I'm trying to formalize @geetha290krm's idea as follows.
Let $\lambda$ be the Lebesgue measure on $E := [0, 1]$. We work with $L_1 (E, \lambda, \mathbb R_{\ge 0})$. Let $C$ be the fat Cantor set. Then $\lambda(C)>0$. Let $f := 1_C$. Then $f=0$ on $E \setminus C$. Because $h_\delta (x) \le f (x)$ for $\lambda$-a.e. $x \in E$, there is a $\lambda$-null subset $N$ of $E$ such that $h_\delta \le f$ on $E \setminus N$. It follows that $h_\delta = 0$ on $E \setminus (C\cup N)$ and thus on $E \setminus (\overline C \cup N)$. Because $h_\delta$ is continuous, we get $h_\delta=0$ on $\overline{E \setminus (\overline C \cup N)}$. Because $C$ is nowhere dense, we get
$$
\overline{E \setminus \overline C} = E
\quad \text{and thus} \quad
\lambda \left ( \overline{E \setminus \overline C} \right ) = 1.
$$
To show that $h_\delta=0$ $\lambda$-a.e., it suffices to show that
$$
\lambda \left ( \overline{E \setminus (\overline C \cup N)} \right ) = 1.
$$
Then I got stuck. Could you elaborate how finish the proof?
Best Answer
Adding some details to my comment above:
If a continuous function is positive at a point it is positive in an open interval $I$ containing that point.

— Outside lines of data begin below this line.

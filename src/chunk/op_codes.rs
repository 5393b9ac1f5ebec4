use num_derive::FromPrimitive;

/// The set of instructions supported by the virtual machine.
///
/// **NOTE:** Changing the order in which members are declared creates
/// incompatibilities between different versions of the interpreter.
#[derive(Debug, PartialEq, Eq, Clone, Copy)]
#[repr(u8)]
#[derive(FromPrimitive)]
pub enum OpCode {
  // Instructions with zero chunk operands. While these instructions do
  // not have any bytecode operands, most of them do have value operands
  // from the stack.
  Add,
  Divide,
  Equals,
  GreaterThan,
  LessThan,
  LoadImmFalse,
  LoadImmNil,
  LoadImmTrue,
  LogicNot,
  Multiply,
  Negate,
  PopStackTop,
  Print,
  Return,
  Subtract,

  // Instructions with one chunk operand. These instructions use the
  // next byte from the chunk as the index of a constant-pool entry.
  DefineGlobal,
  GetGlobal,
  LoadConstant,
  SetGlobal,
}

Thus, as noted in a comment by the OP, it suffices to show that an open interval $I$ is not contained in the union $C \cup N$, where $C$ is a fat Cantor set and $N$ is a Lebesgue null set.
Now $I \setminus C$ is nonempty and open, so it contains an open interval $J$, which cannot be covered by $N$.